The appealing idea of being happy in our work is now only in the realms of Disney films such as Snow White and the Seven Dwarfs, she who whistled while she worked and they who sang merrily as they marched off to work in the mines.

When I first came to Australia in 1988 as a young but experienced journalist, things here were pretty good. Back in NZ, we still got ‘Christmas bonuses’—an extra week’s pay in December. That didn’t happen in Australia, and I had to take a pay cut, but there were other benefits. Rent, food and wine were cheaper in Australia, we got more holiday leave and—I can hardly believe I’m saying this now—we got a “leave loading”, that is, more pay when on leave than not. As a journalist, I worked most public holidays, but I also got six weeks and three days of paid holiday leave a year. We were all full-time employees with permanent positions.

Even in the early 2000s, when I worked for a magazine owned by the media mogul Kerry Packer, we all got enormous holiday hampers in December. These were worth several hundred dollars each, and included pretty much everything you needed for your celebration, including a choice of turkey, ham or salmon in a special fridge pack, wine, luxurious chocolates and much more. All company employees got the same type of hamper, from the lowliest office junior to the CEO.

Mr Packer is dead now, and so is that sort of magnanimity. Nowadays, you’re lucky if you don’t get laid off right before the holiday season.

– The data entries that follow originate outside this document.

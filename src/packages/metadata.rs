//! Package header inspection
//!
//! Wraps `dpkg-deb -I` / `rpm -qip` and keeps the interesting fields. When the
//! tool is missing or fails, only the file name and size are reported.

use crate::core::types::PackageRef;
use crate::exec::CommandRunner;
use crate::packages::registry::backend_for;
use regex::Regex;
use std::fmt;
use std::fs;
use std::sync::LazyLock;

static HEADER_LINE: LazyLock<Regex> = LazyLock::new(|| {
    Regex::new(r"^\s*([A-Za-z][A-Za-z -]*?)\s*:\s?(.*)$").expect("Invalid regex pattern")
});

#[derive(Debug, Clone, PartialEq, Eq)]
pub struct PackageInfo {
    pub format_label: &'static str,
    pub file_name: String,
    pub size_bytes: Option<u64>,
    /// Selected header fields, in the order the tool printed them
    pub fields: Vec<(String, String)>,
    pub note: Option<String>,
}

/// Read what the OS tooling can tell about a package file.
pub fn read_metadata(runner: &dyn CommandRunner, package: &PackageRef) -> PackageInfo {
    let backend = backend_for(package.format());
    let mut info = PackageInfo {
        format_label: package.format().display_name(),
        file_name: package.name().to_string(),
        size_bytes: fs::metadata(package.path()).ok().map(|m| m.len()),
        fields: Vec::new(),
        note: None,
    };

    let Some(spec) = backend.metadata_command(package.path()) else {
        return info;
    };

    match runner.run(&spec) {
        Ok(output) if output.success => {
            info.fields = parse_fields(&output.stdout, backend.metadata_fields());
        }
        Ok(_) => {}
        Err(crate::error::SnapwizError::CommandFailed { .. }) => {
            info.note = Some(format!(
                "{} not found. Install it for detailed package info.",
                spec.program
            ));
        }
        Err(e) => {
            info.note = Some(e.to_string());
        }
    }

    info
}

fn parse_fields(stdout: &str, wanted: &[&str]) -> Vec<(String, String)> {
    let mut fields: Vec<(String, String)> = Vec::new();

    for line in stdout.lines() {
        let Some(caps) = HEADER_LINE.captures(line) else {
            continue;
        };
        let key = caps[1].trim();
        if !wanted.contains(&key) || fields.iter().any(|(k, _)| k == key) {
            continue;
        }
        fields.push((key.to_string(), caps[2].trim().to_string()));
    }

    fields
}

/// Human-readable byte count, two decimals, B through TB.
pub fn human_size(bytes: u64) -> String {
    let mut size = bytes as f64;
    for unit in ["B", "KB", "MB", "GB"] {
        if size < 1024.0 {
            return format!("{:.2} {}", size, unit);
        }
        size /= 1024.0;
    }
    format!("{:.2} TB", size)
}

impl fmt::Display for PackageInfo {
    fn fmt(&self, f: &mut fmt::Formatter<'_>) -> fmt::Result {
        writeln!(f, "Package Type: {}", self.format_label)?;
        writeln!(f)?;

        if self.fields.is_empty() {
            writeln!(f, "Filename: {}", self.file_name)?;
            if let Some(size) = self.size_bytes {
                writeln!(f, "Size: {}", human_size(size))?;
            }
        } else {
            for (key, value) in &self.fields {
                writeln!(f, "{}: {}", key, value)?;
            }
        }

        if let Some(note) = &self.note {
            writeln!(f)?;
            writeln!(f, "Note: {}", note)?;
        }
        Ok(())
    }
}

I changed careers from journalism to tertiary education in 2008. In the tertiary education sector, latest statistics (2012) from the Commonwealth Department of Education paint a disturbing picture: 84% of all academic staff have insecure jobs; 80.3% of people employed in teaching-only positions are casual and a further 10.2% are on short-term contracts; and note that these are full-time equivalent numbers, each of which equates to four actual workers. These figures were reported in the July 2014 edition of Connect, the magazine for casual academic staff run by Australia’s National Tertiary Education Union (NTEU, of which I am a delegate).

In her article ‘University work becoming more precarious’, NTEU president Jeannie Rea says that  there has been no comment on the statistics from any university, and that the NTEU is the only tertiary entity to have published them, apart from the government department.

I have been working as what is euphemistically called a “sessional” (really a casual) since 2008. Luckily, I have had enough work nearly every semester. But there is still that dreadful time from November to March when there is little or no work (I’m trying to rectify that now by working at another institution as well that has a summer trimester). At a time of year when the weather is warm and people in my industry should be relaxing or on vacation, I’m counting pennies and worrying about how much work I will get next semester so I can start paying off the inevitable credit card debt.

It’s not all bad though. I have time to write and to paint, time to recover from 60-hour weeks at the end of the year and so on.

But in my experience, nothing beats a secure full-time job. I believe the country is the poorer for treating many of its most highly educated, smartest and ablest workers, in fields from journalism to education to anything else you might name, as expendable commodities.

It’s a worker’s right to expect security and decent pay and conditions. In return, it is an employer’s right to expect that employee to work hard, to be loyal, honest and committed, to take sick leave only when they are sick, and to be respectful of the company and their co-workers.

Casual employment is a lose-lose situation for both employees and employers. When are they going to realise it? I predict that things will, eventually, change for the better. One day, some bright spark in HR will come up with the amazing idea that employees who feel secure and valued do better work, enabling the company to make more profit.

But I don’t think this will be in my working lifetime. I predict it will take a generation or more for this to happen. Hopefully, it will be in our grandchildren’s lifetimes.